Avez-vous eu confirmation du report de la loi d’orientation des mobilités ?
Bruno Cavagné. Officiellement, son lancement est toujours attendu pour mi-avril. Pour autant, nous anticipons les conséquences d’un début d’engorgement législatif, notamment lié à la réforme de la SNCF, qui laisse augurer un report. En outre, ma récente visite à Matignon m’a confirmé que de nombreux arbitrages restaient à rendre. Qu’ils portent sur le scénario de développement des infrastructures retenu ou sur le contenu de la loi elle-même. S’organisera-t-elle en fonction des différentes mobilités ou par type de projets ? Rien n’est tranché.
Faut-il s’inquiéter d’un retard éventuel ?
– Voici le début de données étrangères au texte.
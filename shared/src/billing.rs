//! Billing aggregation engine
//!
//! Pure functions turning a snapshot of products, orders and expenses into
//! per-product and overall financial figures. The caller supplies the date
//! filter as a plain predicate, so the engine stays agnostic of how the UI
//! expresses "all time", "today" or a custom range.
//!
//! No function here validates its input; the form layer owns that. Negative
//! figures flow through the arithmetic unchanged.

use chrono::{DateTime, Utc};
use rust_decimal::Decimal;

use crate::models::{Expense, Order, OverallTotals, Product, ProductTotal};
use crate::types::PaymentMethod;

/// Roll up orders per product within the filter window.
///
/// Output preserves the iteration order of `products`, and products with no
/// matching orders are kept with all-zero figures. `amount` counts paid and
/// unpaid orders alike (gross sales); `reclassified_to_paid` counts only the
/// currently-paid subset, so the two figures overlap.
pub fn aggregate_product_totals<F>(
    products: &[Product],
    orders: &[Order],
    include_date: F,
) -> Vec<ProductTotal>
where
    F: Fn(DateTime<Utc>) -> bool,
{
    products
        .iter()
        .map(|product| {
            let mut total = ProductTotal::zero(product.id, product.name.clone());
            for order in orders
                .iter()
                .filter(|o| o.product_id == product.id && include_date(o.date))
            {
                total.quantity += i64::from(order.quantity);
                total.amount += order.total;
                if order.is_paid {
                    total.reclassified_to_paid += order.total;
                    if order.paid_with_qr {
                        if order.was_unpaid {
                            total.unpaid_to_paid_qr += order.total;
                        } else {
                            total.paid_with_qr += order.total;
                        }
                    }
                }
            }
            total
        })
        .collect()
}

/// Coordinate-wise sum of per-product rollups. Zeros for empty input.
pub fn aggregate_overall_totals(product_totals: &[ProductTotal]) -> OverallTotals {
    product_totals
        .iter()
        .fold(OverallTotals::default(), |mut acc, t| {
            acc.quantity += t.quantity;
            acc.sales += t.amount;
            acc.reclassified_to_paid += t.reclassified_to_paid;
            acc.paid_with_qr += t.paid_with_qr;
            acc.unpaid_to_paid_qr += t.unpaid_to_paid_qr;
            acc
        })
}

/// Counter cash and profit for a window.
///
/// The opening balance feeds `cash_in_counter` but never `net_profit`: it is
/// capital carried over from the previous window, not money earned in it.
pub fn compute_financial_summary(
    sales: Decimal,
    total_expenses: Decimal,
    opening_balance: Decimal,
) -> (Decimal, Decimal) {
    let cash_in_counter = sales - total_expenses + opening_balance;
    let net_profit = sales - total_expenses;
    (cash_in_counter, net_profit)
}

/// Bank-side cash: digital collections minus expenses paid online
pub fn compute_cash_in_bank(digital_payments: Decimal, online_expenses: Decimal) -> Decimal {
    digital_payments - online_expenses
}

/// Sum of expenses within the window, optionally restricted to one method
pub fn sum_expenses<F>(
    expenses: &[Expense],
    include_date: F,
    method: Option<PaymentMethod>,
) -> Decimal
where
    F: Fn(DateTime<Utc>) -> bool,
{
    expenses
        .iter()
        .filter(|e| include_date(e.date) && method.map_or(true, |m| e.payment_method == m))
        .map(|e| e.amount)
        .sum()
}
B.C. Un décalage ne serait pas un drame en soi. Dès lors que les travaux se poursuivent pour maintenir les contrats Etat-Régions et doter l’Agence de financement des infrastructures de transport de France (Afitf) d’un budget. Le véritable impératif, c’est de parvenir à dégager un scénario afin de voter cette loi d’ici octobre. Elle doit passer avant la fin d’année et le projet de loi de finance (PLF) pour être active en 2019.
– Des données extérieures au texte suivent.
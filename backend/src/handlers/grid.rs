//! HTTP handlers for the spreadsheet grid
//!
//! The grid is client state: every request carries the full grid in, and the
//! apply endpoint hands the mutated grid back. The server contributes the
//! formula engine and the cell operations, nothing is persisted here.

use axum::Json;
use serde::{Deserialize, Serialize};

use crate::error::{AppError, AppResult};
use shared::grid::{evaluate_formula, CellPatch, CellValue, Grid};
use shared::validation::validate_cell_id;

#[derive(Debug, Deserialize)]
pub struct EvaluateRequest {
    #[serde(default)]
    pub grid: Grid,
    pub input: String,
}

#[derive(Debug, Serialize)]
pub struct EvaluateResponse {
    pub value: String,
}

/// One cell operation applied in sequence by [`apply`]
#[derive(Debug, Deserialize)]
#[serde(tag = "op", rename_all = "lowercase")]
pub enum GridOp {
    Set { id: String, patch: CellPatch },
    Clear { id: String },
    Copy { id: String },
    Cut { id: String },
    Paste { id: String },
    Enter { id: String, input: String },
}

impl GridOp {
    fn cell_id(&self) -> &str {
        match self {
            GridOp::Set { id, .. }
            | GridOp::Clear { id }
            | GridOp::Copy { id }
            | GridOp::Cut { id }
            | GridOp::Paste { id }
            | GridOp::Enter { id, .. } => id,
        }
    }
}

#[derive(Debug, Deserialize)]
pub struct ApplyRequest {
    #[serde(default)]
    pub grid: Grid,
    pub ops: Vec<GridOp>,
}

#[derive(Debug, Serialize)]
pub struct ApplyResponse {
    pub grid: Grid,
}

/// Evaluate operator input against the supplied grid without mutating it
pub async fn evaluate(Json(request): Json<EvaluateRequest>) -> AppResult<Json<EvaluateResponse>> {
    let value = evaluate_formula(&request.input, &request.grid)?;
    Ok(Json(EvaluateResponse {
        value: value.display(),
    }))
}

/// Apply a batch of cell operations to the supplied grid.
///
/// Operations run in order; the first failure aborts the batch and the
/// caller keeps its original grid.
pub async fn apply(Json(request): Json<ApplyRequest>) -> AppResult<Json<ApplyResponse>> {
    let mut grid = request.grid;
    for op in request.ops {
        validate_cell_id(op.cell_id()).map_err(|msg| AppError::Validation {
            field: "id".to_string(),
            message: msg.to_string(),
        })?;
        match op {
            GridOp::Set { id, patch } => grid.set(&id, patch),
            GridOp::Clear { id } => grid.clear(&id),
            GridOp::Copy { id } => {
                grid.copy(&id);
            }
            GridOp::Cut { id } => {
                grid.cut(&id);
            }
            GridOp::Paste { id } => {
                grid.paste(&id);
            }
            GridOp::Enter { id, input } => {
                let _: CellValue = grid.enter(&id, &input)?;
            }
        }
    }
    Ok(Json(ApplyResponse { grid }))
}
Craignez-vous que ce calendrier ne puisse être tenu ?
B.C. C’est vrai que la réforme de la SNCF crée de l’incertitude. Si demain, nous sommes tous pris dans une grève générale, le gouvernement aura probablement d’autres soucis que le vote de la loi d’orientation des mobilités. Reste à espérer que cette réforme se déroulera suffisamment bien.
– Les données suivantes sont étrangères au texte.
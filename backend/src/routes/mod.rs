//! Route definitions for the retail back-office API

use axum::{
    routing::{delete, get, post, put},
    Router,
};

use crate::{handlers, AppState};

/// Create API routes
pub fn api_routes() -> Router<AppState> {
    Router::new()
        .route("/health", get(handlers::health_check))
        .nest("/products", product_routes())
        .nest("/orders", order_routes())
        .nest("/expenses", expense_routes())
        .nest("/billing", billing_routes())
        .nest("/grid", grid_routes())
        .nest("/sync", sync_routes())
}

/// Catalog routes
fn product_routes() -> Router<AppState> {
    Router::new()
        .route(
            "/",
            get(handlers::products::list_products).post(handlers::products::create_product),
        )
        .route(
            "/:product_id",
            get(handlers::products::get_product).delete(handlers::products::delete_product),
        )
        .route("/:product_id/stock", post(handlers::products::adjust_stock))
}

/// Order routes
fn order_routes() -> Router<AppState> {
    Router::new()
        .route(
            "/",
            get(handlers::orders::list_orders).post(handlers::orders::create_order),
        )
        .route(
            "/:order_id",
            get(handlers::orders::get_order).put(handlers::orders::update_order),
        )
        .route("/:order_id/status", put(handlers::orders::update_status))
}

/// Expense routes
fn expense_routes() -> Router<AppState> {
    Router::new()
        .route(
            "/",
            get(handlers::expenses::list_expenses).post(handlers::expenses::create_expense),
        )
        .route("/:expense_id", delete(handlers::expenses::delete_expense))
}

/// Billing report routes
fn billing_routes() -> Router<AppState> {
    Router::new()
        .route("/summary", get(handlers::billing::get_summary))
        .route("/export.csv", get(handlers::billing::export_csv))
}

/// Grid routes
fn grid_routes() -> Router<AppState> {
    Router::new()
        .route("/evaluate", post(handlers::grid::evaluate))
        .route("/apply", post(handlers::grid::apply))
}

/// Change feed routes
fn sync_routes() -> Router<AppState> {
    Router::new().route("/changes", get(handlers::sync::get_changes))
}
Seriez-vous choqué que les scénarios de développement proposés par le Conseil d’orientation des infrastructures (COI) soit modifiés ?
B.C. Nos trois scénarios ont été construits en fonction de nombreux critères : économie, développement durable, émissions de CO2… Mais compte tenu de la rapidité du processus [le COI a eu moins de trois mois pour élaborer son rapport, NDLR], certains paramètres nous ont peut-être échappés. Dans ce cas, il me paraîtrait normal qu’il puisse y avoir des modifications. La messe est encore loin d’être dite et il faut prendre le temps nécessaire pour réfléchir et consulter, notamment les élus locaux. Ensuite seulement viendra le temps des arbitrages.
Comment s’assurer que l’ambition du rapport soit maintenue ?
B.C. Le Conseil d’orientation est une structure faite pour durer et qui sera inscrite dans la loi. Nous serons ainsi capables d’évaluer à intervalles réguliers les actions menées. Dans mon esprit, l’exercice s’apparenterait au rapport de la cour des comptes, mais appliqué aux projets d’infrastructures de transport. Sans un véritable suivi, en général les dossiers n’avancent pas. Or, le gouvernement en a plus d’un à traiter. Un rappel régulier pour le « challenger » dans ses décisions me semble une bonne méthode.
Quelle tendance se dessine dans le choix du scénario ?
B.C. Si vous prenez le premier scénario cela revient à ne rien faire. Et il y a peu de chances pour que la troisième option [NDLR : la plus ambitieuse] soit retenue. Il me semble qu’un certain consensus se dégage autour du scénario 2. Une version « 2+ » supposerait notamment d’accéder aux demandes de certaines collectivités locales pour le financement de grands projets. Par dérogation, elles pourraient ainsi obtenir des financements similaires à celui du Grand Paris, pour partie assis sur des taxes de bureaux. La mouture « 2-» consisterait à retrancher des projets et serait une vraie déception. Comment pourrions-nous parler d’ambitions pour la mobilité du quotidien, si l’on retient une cote mal taillée entre les scénarios 1 et 2 ? Il faut se donner les moyens de ses ambitions.